## Records provided
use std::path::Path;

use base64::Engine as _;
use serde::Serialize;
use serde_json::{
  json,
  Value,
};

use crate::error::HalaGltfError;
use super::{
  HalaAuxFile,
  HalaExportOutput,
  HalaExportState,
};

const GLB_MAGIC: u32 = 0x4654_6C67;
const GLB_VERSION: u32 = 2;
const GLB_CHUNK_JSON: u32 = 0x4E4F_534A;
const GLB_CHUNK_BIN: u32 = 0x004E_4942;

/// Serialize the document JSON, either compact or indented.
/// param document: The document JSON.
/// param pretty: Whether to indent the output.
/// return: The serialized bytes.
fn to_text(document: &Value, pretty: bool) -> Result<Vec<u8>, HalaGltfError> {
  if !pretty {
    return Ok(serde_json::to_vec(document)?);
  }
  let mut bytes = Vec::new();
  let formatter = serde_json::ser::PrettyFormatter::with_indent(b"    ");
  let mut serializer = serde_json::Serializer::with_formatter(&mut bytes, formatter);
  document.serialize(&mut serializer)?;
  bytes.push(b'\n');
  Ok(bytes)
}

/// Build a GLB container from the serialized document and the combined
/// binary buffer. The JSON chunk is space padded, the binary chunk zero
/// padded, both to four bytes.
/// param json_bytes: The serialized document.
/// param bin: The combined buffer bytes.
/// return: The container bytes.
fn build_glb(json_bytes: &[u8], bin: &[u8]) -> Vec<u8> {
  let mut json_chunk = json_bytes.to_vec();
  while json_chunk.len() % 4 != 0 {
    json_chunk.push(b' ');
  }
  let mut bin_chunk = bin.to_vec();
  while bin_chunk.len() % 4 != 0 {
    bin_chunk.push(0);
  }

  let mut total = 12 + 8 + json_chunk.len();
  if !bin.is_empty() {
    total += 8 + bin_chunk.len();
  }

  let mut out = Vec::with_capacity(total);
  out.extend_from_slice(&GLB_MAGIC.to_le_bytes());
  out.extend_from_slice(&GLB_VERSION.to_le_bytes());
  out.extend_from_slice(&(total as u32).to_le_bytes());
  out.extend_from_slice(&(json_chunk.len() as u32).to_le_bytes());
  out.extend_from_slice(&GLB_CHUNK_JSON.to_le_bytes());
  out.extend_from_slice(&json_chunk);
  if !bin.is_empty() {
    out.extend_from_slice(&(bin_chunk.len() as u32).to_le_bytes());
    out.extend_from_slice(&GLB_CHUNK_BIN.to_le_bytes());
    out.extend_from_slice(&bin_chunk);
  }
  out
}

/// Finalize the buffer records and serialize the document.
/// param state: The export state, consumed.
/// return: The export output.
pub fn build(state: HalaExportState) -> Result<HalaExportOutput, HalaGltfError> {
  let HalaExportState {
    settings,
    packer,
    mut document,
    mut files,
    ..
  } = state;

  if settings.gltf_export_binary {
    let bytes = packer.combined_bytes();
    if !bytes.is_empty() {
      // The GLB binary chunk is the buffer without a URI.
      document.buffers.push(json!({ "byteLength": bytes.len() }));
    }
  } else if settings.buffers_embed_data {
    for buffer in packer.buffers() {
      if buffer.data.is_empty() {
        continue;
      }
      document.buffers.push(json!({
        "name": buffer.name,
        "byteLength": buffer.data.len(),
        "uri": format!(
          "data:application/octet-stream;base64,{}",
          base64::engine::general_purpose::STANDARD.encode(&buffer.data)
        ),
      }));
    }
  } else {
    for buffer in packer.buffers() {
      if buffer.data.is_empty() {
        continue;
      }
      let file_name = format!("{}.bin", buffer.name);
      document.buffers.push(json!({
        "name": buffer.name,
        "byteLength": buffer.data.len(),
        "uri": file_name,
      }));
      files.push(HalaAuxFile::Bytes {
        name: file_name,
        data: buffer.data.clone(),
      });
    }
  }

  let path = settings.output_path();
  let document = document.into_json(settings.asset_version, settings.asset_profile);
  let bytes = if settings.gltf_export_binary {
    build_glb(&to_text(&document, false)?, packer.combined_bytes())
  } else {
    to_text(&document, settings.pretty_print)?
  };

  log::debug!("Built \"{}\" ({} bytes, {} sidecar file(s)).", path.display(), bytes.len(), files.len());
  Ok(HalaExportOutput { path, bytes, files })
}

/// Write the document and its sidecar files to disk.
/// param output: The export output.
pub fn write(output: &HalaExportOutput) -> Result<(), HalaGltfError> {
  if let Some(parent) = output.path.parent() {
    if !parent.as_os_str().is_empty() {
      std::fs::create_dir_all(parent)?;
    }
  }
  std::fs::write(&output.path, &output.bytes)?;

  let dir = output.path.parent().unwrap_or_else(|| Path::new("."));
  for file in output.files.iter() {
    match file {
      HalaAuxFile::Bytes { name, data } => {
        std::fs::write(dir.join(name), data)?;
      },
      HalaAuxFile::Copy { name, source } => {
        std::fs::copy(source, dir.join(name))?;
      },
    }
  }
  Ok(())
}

## Your goal
Copy out, word for word, the part of the entries above that begins at the line with "json_chunk.push(b' ');" and ends at the line with "without a URI.", including both.

## Answer
    json_chunk.push(b' ');
  }
  let mut bin_chunk = bin.to_vec();
  while bin_chunk.len() % 4 != 0 {
    bin_chunk.push(0);
  }

  let mut total = 12 + 8 + json_chunk.len();
  if !bin.is_empty() {
    total += 8 + bin_chunk.len();
  }

  let mut out = Vec::with_capacity(total);
  out.extend_from_slice(&GLB_MAGIC.to_le_bytes());
  out.extend_from_slice(&GLB_VERSION.to_le_bytes());
  out.extend_from_slice(&(total as u32).to_le_bytes());
  out.extend_from_slice(&(json_chunk.len() as u32).to_le_bytes());
  out.extend_from_slice(&GLB_CHUNK_JSON.to_le_bytes());
  out.extend_from_slice(&json_chunk);
  if !bin.is_empty() {
    out.extend_from_slice(&(bin_chunk.len() as u32).to_le_bytes());
    out.extend_from_slice(&GLB_CHUNK_BIN.to_le_bytes());
    out.extend_from_slice(&bin_chunk);
  }
  out
}

/// Finalize the buffer records and serialize the document.
/// param state: The export state, consumed.
/// return: The export output.
pub fn build(state: HalaExportState) -> Result<HalaExportOutput, HalaGltfError> {
  let HalaExportState {
    settings,
    packer,
    mut document,
    mut files,
    ..
  } = state;

  if settings.gltf_export_binary {
    let bytes = packer.combined_bytes();
    if !bytes.is_empty() {
      // The GLB binary chunk is the buffer without a URI.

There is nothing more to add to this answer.